Small but Mighty
How small group ministry can transform your parish
Small group ministry is becoming more popular in parishes across the United States, as it provides the faithful with an opporunity to deepen their sense of community within a parish and to deepen their relationship with Jesus Christ. And while the details vary from diocese to diocese and even parish to parish, the concept remains the same: A collection of people — all men, all women, close friends, couples, those who start off as strangers — meet regularly to share their experiences and to strengthen their faith in Christ and his Church.
Small groups are “small Christian communities who gather (usually in private homes) to pray, share their faith and encourage one another,” said Father Dave Carrano, pastor of Sacred Heart Parish in Reedsburg, Wisconsin. The group’s conversations typically are facilitated by lay volunteers who ideally have had some sort of training. One thing that sets these groups apart is that they are not limited to a specific field of study or program, which allows for flexibility as well as an indefinite time frame.

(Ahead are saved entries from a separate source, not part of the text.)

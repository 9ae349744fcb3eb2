//! Hedera Tool Definitions
//!
//! Every operation the toolkit exposes, with its JSON schema and its
//! dispatch arm. Account arguments default to the operator account so
//! the model can ask "what is my balance" without knowing the id.

use std::time::Instant;

use anyhow::Result;
use serde_json::{json, Value};
use uuid::Uuid;

use crate::hedera::HederaClient;
use crate::types::{
    tinybars_to_hbar, InferenceToolDefinition, InferenceToolDefinitionFunction, ToolCallResult,
};

/// A named, schema-described Hedera operation.
#[derive(Debug, Clone)]
pub struct HederaTool {
    pub name: String,
    pub description: String,
    pub parameters: Value,
}

/// Create every tool the toolkit knows how to expose.
pub fn create_hedera_tools() -> Vec<HederaTool> {
    vec![
        HederaTool {
            name: "get_hbar_balance".to_string(),
            description: "Get the HBAR balance of a Hedera account. Defaults to the operator account when no account is given.".to_string(),
            parameters: json!({
                "type": "object",
                "properties": {
                    "account_id": {
                        "type": "string",
                        "description": "Account to query, in shard.realm.num form (e.g. 0.0.12345). Optional."
                    }
                }
            }),
        },
        HederaTool {
            name: "get_account_info".to_string(),
            description: "Get details for a Hedera account: balance, EVM address alias, key type, and memo.".to_string(),
            parameters: json!({
                "type": "object",
                "properties": {
                    "account_id": {
                        "type": "string",
                        "description": "Account to query (shard.realm.num). Optional, defaults to the operator account."
                    }
                }
            }),
        },
        HederaTool {
            name: "get_account_token_balances".to_string(),
            description: "List the fungible token balances held by a Hedera account.".to_string(),
            parameters: json!({
                "type": "object",
                "properties": {
                    "account_id": {
                        "type": "string",
                        "description": "Account to query (shard.realm.num). Optional, defaults to the operator account."
                    }
                }
            }),
        },
        HederaTool {
            name: "get_token_info".to_string(),
            description: "Get metadata for a Hedera token: name, symbol, decimals, supply, and treasury.".to_string(),
            parameters: json!({
                "type": "object",
                "properties": {
                    "token_id": {
                        "type": "string",
                        "description": "Token id (shard.realm.num)"
                    }
                },
                "required": ["token_id"]
            }),
        },
        HederaTool {
            name: "get_topic_messages".to_string(),
            description: "Read the most recent messages from a Hedera consensus topic.".to_string(),
            parameters: json!({
                "type": "object",
                "properties": {
                    "topic_id": {
                        "type": "string",
                        "description": "Topic id (shard.realm.num)"
                    },
                    "limit": {
                        "type": "number",
                        "description": "Maximum messages to return (default: 10)"
                    }
                },
                "required": ["topic_id"]
            }),
        },
        HederaTool {
            name: "get_transaction_record".to_string(),
            description: "Look up a transaction by id and report its outcome and fee.".to_string(),
            parameters: json!({
                "type": "object",
                "properties": {
                    "transaction_id": {
                        "type": "string",
                        "description": "Transaction id, e.g. 0.0.12345-1700000000-000000001"
                    }
                },
                "required": ["transaction_id"]
            }),
        },
        HederaTool {
            name: "get_exchange_rate".to_string(),
            description: "Get the network's current HBAR to USD cent exchange rate.".to_string(),
            parameters: json!({ "type": "object", "properties": {} }),
        },
    ]
}

/// Convert the tool list to OpenAI-compatible tool definitions.
pub fn tools_to_inference_format(tools: &[HederaTool]) -> Vec<InferenceToolDefinition> {
    tools
        .iter()
        .map(|t| InferenceToolDefinition {
            def_type: "function".to_string(),
            function: InferenceToolDefinitionFunction {
                name: t.name.clone(),
                description: t.description.clone(),
                parameters: t.parameters.clone(),
            },
        })
        .collect()
}

/// Execute a tool call and return the result.
///
/// Tool execution is dispatched by name in `execute_tool_inner`; every
/// failure lands in the result's `error` field so one bad call never
/// ends the chat session.
pub async fn execute_tool(
    tool_name: &str,
    args: &Value,
    tools: &[HederaTool],
    client: &HederaClient,
) -> ToolCallResult {
    let start = Instant::now();

    if !tools.iter().any(|t| t.name == tool_name) {
        return ToolCallResult {
            id: format!("tc_{}", Uuid::new_v4()),
            name: tool_name.to_string(),
            arguments: args.clone(),
            result: String::new(),
            duration_ms: 0,
            error: Some(format!("Unknown tool: {}", tool_name)),
        };
    }

    match execute_tool_inner(tool_name, args, client).await {
        Ok(output) => ToolCallResult {
            id: format!("tc_{}", Uuid::new_v4()),
            name: tool_name.to_string(),
            arguments: args.clone(),
            result: output,
            duration_ms: start.elapsed().as_millis() as u64,
            error: None,
        },
        Err(err) => ToolCallResult {
            id: format!("tc_{}", Uuid::new_v4()),
            name: tool_name.to_string(),
            arguments: args.clone(),
            result: String::new(),
            duration_ms: start.elapsed().as_millis() as u64,
            error: Some(err.to_string()),
        },
    }
}

/// Internal tool execution dispatch.
async fn execute_tool_inner(tool_name: &str, args: &Value, client: &HederaClient) -> Result<String> {
    match tool_name {
        "get_hbar_balance" => {
            let account = account_arg(args, client);
            let tinybars = client.mirror().get_hbar_balance(account).await?;
            Ok(format!(
                "Account {} balance: {:.8} hbar ({} tinybars)",
                account,
                tinybars_to_hbar(tinybars),
                tinybars
            ))
        }

        "get_account_info" => {
            let account = account_arg(args, client);
            let info = client.mirror().get_account(account).await?;

            let mut lines = vec![
                format!("Account: {}", info.account_id),
                format!("Balance: {:.8} hbar", tinybars_to_hbar(info.balance_tinybars)),
            ];
            if let Some(evm) = info.evm_address {
                lines.push(format!("EVM address: {}", evm));
            }
            if let Some(key_type) = info.key_type {
                lines.push(format!("Key type: {}", key_type));
            }
            if let Some(memo) = info.memo {
                lines.push(format!("Memo: {}", memo));
            }
            if info.deleted {
                lines.push("Status: DELETED".to_string());
            }
            Ok(lines.join("\n"))
        }

        "get_account_token_balances" => {
            let account = account_arg(args, client);
            let balances = client.mirror().get_token_balances(account).await?;

            if balances.is_empty() {
                return Ok(format!("Account {} holds no tokens.", account));
            }
            let lines: Vec<String> = balances
                .iter()
                .map(|b| format!("{}: {}", b.token_id, b.balance))
                .collect();
            Ok(lines.join("\n"))
        }

        "get_token_info" => {
            let token_id = args["token_id"]
                .as_str()
                .ok_or_else(|| anyhow::anyhow!("Missing 'token_id' argument"))?;
            let info = client.mirror().get_token_info(token_id).await?;

            let mut lines = vec![
                format!("Token: {} ({})", info.name, info.symbol),
                format!("Id: {}", info.token_id),
                format!("Type: {}", info.token_type),
                format!("Decimals: {}", info.decimals),
                format!("Total supply: {}", info.total_supply),
            ];
            if let Some(treasury) = info.treasury_account_id {
                lines.push(format!("Treasury: {}", treasury));
            }
            Ok(lines.join("\n"))
        }

        "get_topic_messages" => {
            let topic_id = args["topic_id"]
                .as_str()
                .ok_or_else(|| anyhow::anyhow!("Missing 'topic_id' argument"))?;
            let limit = args["limit"].as_u64().map(|l| l as u32);

            let messages = client.mirror().get_topic_messages(topic_id, limit).await?;
            if messages.is_empty() {
                return Ok(format!("No messages on topic {}.", topic_id));
            }

            let lines: Vec<String> = messages
                .iter()
                .map(|m| {
                    format!(
                        "#{} [{}] {}",
                        m.sequence_number, m.consensus_timestamp, m.message
                    )
                })
                .collect();
            Ok(lines.join("\n"))
        }

        "get_transaction_record" => {
            let transaction_id = args["transaction_id"]
                .as_str()
                .ok_or_else(|| anyhow::anyhow!("Missing 'transaction_id' argument"))?;

            let records = client.mirror().get_transaction(transaction_id).await?;
            if records.is_empty() {
                return Ok(format!("No record found for transaction {}.", transaction_id));
            }

            let lines: Vec<String> = records
                .iter()
                .map(|r| {
                    format!(
                        "{} {} at {}: {} (fee {:.8} hbar)",
                        r.name,
                        r.transaction_id,
                        r.consensus_timestamp,
                        r.result,
                        tinybars_to_hbar(r.charged_fee_tinybars)
                    )
                })
                .collect();
            Ok(lines.join("\n"))
        }

        "get_exchange_rate" => {
            let rate = client.mirror().get_exchange_rate().await?;
            if rate.hbar_equivalent == 0 {
                anyhow::bail!("Exchange rate reported zero hbar equivalent");
            }
            let cents_per_hbar = rate.cent_equivalent as f64 / rate.hbar_equivalent as f64;
            let expires = chrono::DateTime::from_timestamp(rate.expiration_time as i64, 0)
                .map(|t| t.to_rfc3339())
                .unwrap_or_else(|| rate.expiration_time.to_string());
            Ok(format!(
                "1 hbar = {:.4} US cents (rate expires {})",
                cents_per_hbar, expires
            ))
        }

        other => anyhow::bail!("Unknown tool: {}", other),
    }
}

/// Resolve the account argument, defaulting to the operator account.
fn account_arg<'a>(args: &'a Value, client: &'a HederaClient) -> &'a str {
    args["account_id"]
        .as_str()
        .filter(|s| !s.trim().is_empty())
        .unwrap_or(&client.operator.account_id)
}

In many places small groups are seen as a way of evangelizing within the parish community, as well as an important supplement to the greater parish. “Small groups are much more able to meet people where they are at, whereas the large gathering at Mass is difficult to address everyone’s state in life and understanding of the Faith,” Father Carrano said. They are designed to facilitate openness, build trust and give people the opportunity to wrestle with the questions about their faith in a safe and encouraging environment.
“Small groups are places where people can connect at a personal level with other people who are looking to grow or seeking to live out their mission,” said Justin Stroh, the director of parish life and evangelization at All Saints Catholic Church in Lakeville, Minnesota.
Father Carrano typically sees an increased participation in Mass from those who join a small group, as well as greater engagement with others and a greater degree of comfort when it comes to living the Faith. “Small groups have helped many of our parishioners move from being passive and anonymous members of the parish to being an active part of the community,” he said.
The parishioners of Sacred Heart Parish in Reedsburg, Wisconsin, have been affected profoundly by the introduction of small groups in their parish, said Father Dave Carrano. Here are the testimonials of two parishioners (both of whom chose not to use their last names).
“I grew up Catholic, but as a teenager I didn’t value God anymore, and in college, without that value, I fell further away. It wasn’t until small group that I began to experience the fullness of the Catholic faith with its depth and opportunity for growth,” said a parishioner named Mike. “Through group Scripture study and other
opportunities small group spurred, I experienced a true reversion.”
The small group also helped Mike learn a better way to examine his conscience, and he had a remarkable experience during his next confession. “That following confession helped unload many burdens of my past and the guilt and shame that were trapped there,” he said. What many parishioners experience is a sense of
solidarity, and an “I thought I was the only one” revelation of sorts.
“What surprised me most about small group was how everyone had insecurities, doubts, inspirations and stories,” said a parishioner named Clarissa. “I didn’t need to study. It was about sharing and praying together. I learned a lot about my faith and built special relationships. I began to work through my frustrations and find a new peace. I became more mindful of Jesus in my everyday life.”
Purpose of Small Groups
Paulist Father Frank DeSiano is president of Paulist Evangelization Ministries and director of formation for his congregation’s seminary. Father DeSiano has served as a consultor for the U.S. Conference of Catholic Bishops’ Committee on Evangelization for more than a decade. He is a prominent supporter of small groups in parish evangelization, and he gives seminars and talks around the country promoting small groups and helping parishes establish them.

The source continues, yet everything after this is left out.